Anywho, today while we were sitting at the table after dinner, my grandmother asked me if I’d been to Occupy Wall street. I said yes, I’d been to Occupy Wall Street, Occupy Philly, and Occupy Providence. She then said it seemed like these people were “trashing” the parks where they were staying, and that when they “left” they left a lot of trash behind.
This led to a conversation about whether they were leaving of their own volition, how the police have handled evicting the protesters, and the general nature of the Occupy camps I’ve been lucky enough to visit. I told her that the stories I’d read about the camp evictions described police forces who came at night, gave the protesters little to no time to leave, and then were more rough than was necessary. She asked if there was any other way to get them to leave, and I said that they are nonviolent protesters who believe it is their first amendment right to gather in Occupy settlements.
I explained how Occupy is committed to direct democracy, and how having a central space where people can always be is integral to that vision. I talked about how physically occupying space makes it harder for people to ignore your message. I told her about how tents might fall under a person’s right to peaceably assemble.
She asked how it started, and said she thought it started because people were angry at “rich people” in the “top five percent,” and that protesters had gone to CEO’s homes and places of business.
I said that, from what I understood and from my perspective, the Occupy movement is about calling out inequality. The inequality in this country is not sustainable. 1% of the population controls the vast majority of the wealth. The way our political system works now, corporations and those with access to PACs and lobbyists have far more influence on political decisions than the average person who can vote and write letters and contact their representatives. Those people who hold ridiculous amounts of wealth and exercise political influence through campaign contributions and lobbying are tied into the financial crisis. The people who caused the crisis aren’t paying for a damn thing, while the middle class, working class, and poor are carrying the heaviest burden for crimes we did not commit.

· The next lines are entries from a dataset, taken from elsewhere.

//! Group Committer
//!
//! Batches concurrently arriving commits into as few emitter calls as
//! possible:
//!
//! 1. `reserve(child)` places a slot in the current open group and returns
//!    its full key
//! 2. `ready(full_key, value)` stores the value and blocks until the owning
//!    group reaches a terminal outcome
//! 3. Once every slot of a size-fixed group is ready, exactly one blocked
//!    caller runs the emitter; all callers of that group get its outcome
//!
//! Three timeout workers keep batches moving (see `sweeper`).
//!
//! # Locking
//!
//! The registry lock is always taken before a group lock, never after. The
//! emitter runs with no lock held.

use std::collections::HashMap;
use std::mem;
use std::panic::{self, AssertUnwindSafe};
use std::sync::{Arc, Condvar, Mutex, MutexGuard, PoisonError, RwLock};
use std::thread::JoinHandle;
use std::time::Instant;

use super::config::GroupCommitConfig;
use super::emitter::Emittable;
use super::errors::{GroupCommitError, GroupCommitResult};
use super::group::{Group, GroupHandle, GroupKind, GroupState};
use super::key::KeyManipulator;
use super::sweeper;
use crate::observability::{log_event, Event, GroupCommitMetrics, MetricsSnapshot};

type Handle<K, V> = Arc<GroupHandle<<K as KeyManipulator>::ChildKey, V>>;

/// Live groups, indexed for lookup by `ready` and `remove`.
pub(crate) struct Registry<C, V> {
    /// The normal group accepting reservations, if any.
    pub(crate) current: Option<Arc<GroupHandle<C, V>>>,
    /// Normal groups by parent key.
    pub(crate) normal: HashMap<String, Arc<GroupHandle<C, V>>>,
    /// Delayed groups by the full key of their single slot.
    pub(crate) delayed: HashMap<String, Arc<GroupHandle<C, V>>>,
    /// Keys of aborted groups, kept for one abort window.
    pub(crate) tombstones: HashMap<String, Instant>,
    pub(crate) closed: bool,
}

impl<C, V> Registry<C, V> {
    fn new() -> Self {
        Self {
            current: None,
            normal: HashMap::new(),
            delayed: HashMap::new(),
            tombstones: HashMap::new(),
            closed: false,
        }
    }

    fn ensure_open(&self) -> GroupCommitResult<()> {
        if self.closed {
            return Err(GroupCommitError::Closed);
        }
        Ok(())
    }

    pub(crate) fn is_current(&self, handle: &Arc<GroupHandle<C, V>>) -> bool {
        self.current
            .as_ref()
            .map_or(false, |current| Arc::ptr_eq(current, handle))
    }

    /// Drop a group from the index if `handle` is still the entry for `key`.
    pub(crate) fn unregister(&mut self, kind: GroupKind, key: &str, handle: &Arc<GroupHandle<C, V>>) {
        let map = match kind {
            GroupKind::Normal => &mut self.normal,
            GroupKind::Delayed => &mut self.delayed,
        };
        if map.get(key).map_or(false, |h| Arc::ptr_eq(h, handle)) {
            map.remove(key);
        }
        if self.is_current(handle) {
            self.current = None;
        }
    }

    pub(crate) fn live_groups(&self) -> usize {
        self.normal.len() + self.delayed.len()
    }
}

/// State shared between callers and the timeout workers.
pub(crate) struct Shared<K: KeyManipulator, V> {
    pub(crate) label: String,
    pub(crate) config: GroupCommitConfig,
    pub(crate) keys: K,
    emitter: RwLock<Option<Arc<dyn Emittable<V>>>>,
    registry: Mutex<Registry<K::ChildKey, V>>,
    pub(crate) metrics: GroupCommitMetrics,
    stopped: Mutex<bool>,
    pub(crate) stop_signal: Condvar,
}

impl<K: KeyManipulator, V: Send + 'static> Shared<K, V> {
    pub(crate) fn lock_registry(&self) -> MutexGuard<'_, Registry<K::ChildKey, V>> {
        self.registry.lock().unwrap_or_else(PoisonError::into_inner)
    }

    pub(crate) fn lock_stopped(&self) -> MutexGuard<'_, bool> {
        self.stopped.lock().unwrap_or_else(PoisonError::into_inner)
    }

    pub(crate) fn log(&self, event: Event, fields: &[(&str, &str)]) {
        let mut all = Vec::with_capacity(fields.len() + 1);
        all.push(("committer", self.label.as_str()));
        all.extend_from_slice(fields);
        log_event(event, &all);
    }

    /// Find the group that owns `full_key`. Delayed groups take precedence,
    /// since a relocated slot keeps its original full key.
    fn find_group(
        &self,
        registry: &Registry<K::ChildKey, V>,
        full_key: &str,
    ) -> GroupCommitResult<Handle<K, V>> {
        if let Some(handle) = registry.delayed.get(full_key) {
            return Ok(Arc::clone(handle));
        }
        // The parent of a relocated slot can still be live after the slot's
        // delayed group was aborted
        if registry.tombstones.contains_key(full_key) {
            return Err(GroupCommitError::Aborted {
                key: full_key.to_string(),
            });
        }

        let parent_key = self
            .keys
            .parent_key_of(full_key)
            .ok_or_else(|| GroupCommitError::InvalidKey(full_key.to_string()))?;

        if let Some(handle) = registry.normal.get(&parent_key) {
            return Ok(Arc::clone(handle));
        }

        if registry.tombstones.contains_key(&parent_key) {
            return Err(GroupCommitError::Aborted { key: parent_key });
        }

        Err(GroupCommitError::UnknownKey {
            full_key: full_key.to_string(),
        })
    }

    /// Block until the group is terminal, running the emission if this
    /// caller is the one to claim it.
    fn await_outcome(&self, handle: &Handle<K, V>) -> GroupCommitResult<()> {
        let mut group = handle.lock();
        loop {
            if let Some(outcome) = group.outcome() {
                return outcome.clone();
            }

            if let Some(values) = group.claim_emission() {
                let kind = group.kind();
                let key = group.key().to_string();
                let emit_key = group.emit_key().to_string();
                drop(group);

                let outcome = self.emit(&emit_key, values);

                handle.lock().finish(outcome.clone());
                handle.notify_all();
                self.lock_registry().unregister(kind, &key, handle);
                return outcome;
            }

            group = handle.wait(group);
        }
    }

    fn emit(&self, emit_key: &str, values: Vec<V>) -> GroupCommitResult<()> {
        let emitter = self
            .emitter
            .read()
            .unwrap_or_else(PoisonError::into_inner)
            .clone();

        let Some(emitter) = emitter else {
            self.metrics.increment_emit_failures();
            self.log(
                Event::GroupEmitFailed,
                &[("emit_key", emit_key), ("reason", "no emitter installed")],
            );
            return Err(GroupCommitError::EmitterNotSet {
                emit_key: emit_key.to_string(),
            });
        };

        let count = values.len();
        let result = panic::catch_unwind(AssertUnwindSafe(|| emitter.execute(emit_key, values)));

        let failure = match result {
            Ok(Ok(())) => {
                self.metrics.record_emission(count);
                self.log(
                    Event::GroupEmitted,
                    &[("emit_key", emit_key), ("values", count.to_string().as_str())],
                );
                return Ok(());
            }
            Ok(Err(e)) => GroupCommitError::emit_failed(emit_key, e),
            Err(payload) => {
                let message = payload
                    .downcast_ref::<&str>()
                    .map(|s| s.to_string())
                    .or_else(|| payload.downcast_ref::<String>().cloned())
                    .unwrap_or_else(|| "unknown panic".to_string());
                GroupCommitError::emit_failed(emit_key, format!("emitter panicked: {}", message).into())
            }
        };

        self.metrics.increment_emit_failures();
        self.log(
            Event::GroupEmitFailed,
            &[("emit_key", emit_key), ("reason", failure.to_string().as_str())],
        );
        Err(failure)
    }
}

/// Batches commits from many threads into shared emissions.
///
/// Generic over the key manipulator `K` (which also fixes the child key
/// type) and the value type `V`.
pub struct GroupCommitter<K: KeyManipulator, V: Send + 'static> {
    shared: Arc<Shared<K, V>>,
    workers: Mutex<Vec<JoinHandle<()>>>,
}

impl<K: KeyManipulator, V: Send + 'static> GroupCommitter<K, V> {
    /// Validate `config` and start the timeout workers.
    pub fn new(label: impl Into<String>, config: GroupCommitConfig, keys: K) -> GroupCommitResult<Self> {
        config.validate()?;

        let shared = Arc::new(Shared {
            label: label.into(),
            config,
            keys,
            emitter: RwLock::new(None),
            registry: Mutex::new(Registry::new()),
            metrics: GroupCommitMetrics::new(),
            stopped: Mutex::new(false),
            stop_signal: Condvar::new(),
        });

        let committer = Self {
            workers: Mutex::new(Vec::new()),
            shared: Arc::clone(&shared),
        };

        // Workers already running are stopped by close() when this fails
        for policy in sweeper::SweepPolicy::ALL {
            let worker = sweeper::spawn(&shared, policy)?;
            committer.lock_workers().push(worker);
        }

        shared.log(
            Event::CommitterStarted,
            &[("slot_capacity", shared.config.slot_capacity.to_string().as_str())],
        );
        Ok(committer)
    }

    /// Install (or replace) the emitter.
    pub fn set_emitter(&self, emitter: impl Emittable<V> + 'static) {
        let emitter: Arc<dyn Emittable<V>> = Arc::new(emitter);
        *self
            .shared
            .emitter
            .write()
            .unwrap_or_else(PoisonError::into_inner) = Some(emitter);
    }

    /// Reserve a slot in the current open group and return its full key.
    pub fn reserve(&self, child_key: K::ChildKey) -> GroupCommitResult<String> {
        let shared = &self.shared;
        let mut registry = shared.lock_registry();
        registry.ensure_open()?;

        let current = registry.current.clone();
        let handle = match current {
            Some(handle) if handle.lock().state() == GroupState::Open => handle,
            _ => {
                let parent_key = shared.keys.new_parent_key();
                let handle = Arc::new(GroupHandle::new(Group::normal(
                    parent_key.clone(),
                    shared.config.slot_capacity,
                )));
                registry.normal.insert(parent_key.clone(), Arc::clone(&handle));
                registry.current = Some(Arc::clone(&handle));
                shared.metrics.increment_groups_opened();
                shared.log(Event::GroupOpened, &[("parent_key", parent_key.as_str())]);
                handle
            }
        };

        let mut group = handle.lock();
        let full_key = shared.keys.full_key(group.key(), &child_key);
        group.reserve(child_key, full_key.clone())?;
        shared.metrics.increment_slots_reserved();

        if group.state() == GroupState::SizeFixed {
            registry.current = None;
            shared.log(
                Event::GroupSizeFixed,
                &[("parent_key", group.key()), ("slots", group.len().to_string().as_str())],
            );
        }

        Ok(full_key)
    }

    /// Supply the value for a reserved slot and block until its group has
    /// been emitted (or aborted).
    ///
    /// Every caller of one group observes the same outcome.
    pub fn ready(&self, full_key: &str, value: V) -> GroupCommitResult<()> {
        let handle = {
            let registry = self.shared.lock_registry();
            registry.ensure_open()?;
            let handle = self.shared.find_group(&registry, full_key)?;

            let mut group = handle.lock();
            group.put_value(full_key, value)?;
            group.try_mark_ready();
            drop(group);
            handle
        };

        self.shared.await_outcome(&handle)
    }

    /// Remove a slot whose group has not started emitting.
    pub fn remove(&self, full_key: &str) -> GroupCommitResult<()> {
        let shared = &self.shared;
        let mut registry = shared.lock_registry();
        registry.ensure_open()?;
        let handle = shared.find_group(&registry, full_key)?;

        let mut group = handle.lock();
        group.remove(full_key)?;
        shared.metrics.increment_slots_removed();

        if group.is_empty() {
            let kind = group.kind();
            let key = group.key().to_string();
            drop(group);
            registry.unregister(kind, &key, &handle);
            shared.metrics.increment_groups_discarded();
            shared.log(Event::GroupDiscarded, &[("key", key.as_str())]);
        } else if group.try_mark_ready() {
            drop(group);
            handle.notify_all();
        }

        Ok(())
    }

    /// Stop the workers and abandon every live group. Callers blocked in
    /// `ready` on an abandoned group receive [`GroupCommitError::Closed`].
    /// A group whose emission is already running completes normally.
    ///
    /// Idempotent.
    pub fn close(&self) {
        let shared = &self.shared;
        {
            let mut registry = shared.lock_registry();
            if registry.closed {
                return;
            }
            registry.closed = true;
            registry.current = None;

            let normal = mem::take(&mut registry.normal);
            let delayed = mem::take(&mut registry.delayed);
            registry.tombstones.clear();

            for handle in normal.values().chain(delayed.values()) {
                let mut group = handle.lock();
                if group.abort(GroupCommitError::Closed) {
                    shared.log(Event::GroupAbandoned, &[("key", group.key())]);
                    drop(group);
                    handle.notify_all();
                }
            }
        }

        *shared.lock_stopped() = true;
        shared.stop_signal.notify_all();

        for worker in mem::take(&mut *self.lock_workers()) {
            let name = worker.thread().name().unwrap_or("sweeper").to_string();
            if worker.join().is_err() {
                shared.metrics.increment_sweeper_panics();
                shared.log(Event::SweeperPanicked, &[("sweeper", name.as_str())]);
            }
        }

        shared.log(Event::CommitterClosed, &[]);
    }

    /// Lifecycle state of the group currently holding `full_key`, if any.
    pub fn group_state(&self, full_key: &str) -> Option<GroupState> {
        let registry = self.shared.lock_registry();
        let handle = self.shared.find_group(&registry, full_key).ok()?;
        let group = handle.lock();
        group.contains(full_key).then(|| group.state())
    }

    /// Number of groups that have not finished or been aborted.
    pub fn live_group_count(&self) -> usize {
        self.shared.lock_registry().live_groups()
    }

    pub fn metrics(&self) -> MetricsSnapshot {
        self.shared.metrics.snapshot()
    }

    pub fn label(&self) -> &str {
        &self.shared.label
    }

    pub fn config(&self) -> &GroupCommitConfig {
        &self.shared.config
    }

    pub fn is_closed(&self) -> bool {
        self.shared.lock_registry().closed
    }

    fn lock_workers(&self) -> MutexGuard<'_, Vec<JoinHandle<()>>> {
        self.workers.lock().unwrap_or_else(PoisonError::into_inner)
    }
}

impl<K: KeyManipulator, V: Send + 'static> Drop for GroupCommitter<K, V> {
    fn drop(&mut self) {
        self.close();
    }
}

And you know what my southern, Texan, Republican, “Is Barack Obama a muslim?” wondering, “but there will be death panels” worrying, lifelong Southern Baptist grandmother said to me? She said that she was angry, too. She said that a lot of people are angry. She said she worries about her grandchildren and she worries about herself. She hopes she can keep on and continue getting along, but she doesn’t trust in security in this country anymore. She wants her grandchildren to have opportunities, but she is afraid for our future. She is mad that the people who pay the most taxes aren’t the ones who can afford it, and that those who caused the crisis are getting off totally free. She’s mad that Rick Perry wants to cut government spending, but not when it comes to his own pension. My grandmother is mad, and she’s afraid, and she isn’t sure what the answer is or if there even is one.
She may not be sure that it’s the answer, but my grandmother believes in what Occupy Wall Street stands for. If anything could convince me that this is a noble cause, that it doesn’t matter what the media and the pundits say about it being a “fringe” group, that was it. Sitting at the dining room table finishing up a slice of her pecan pie while my granny told me she was angry, too.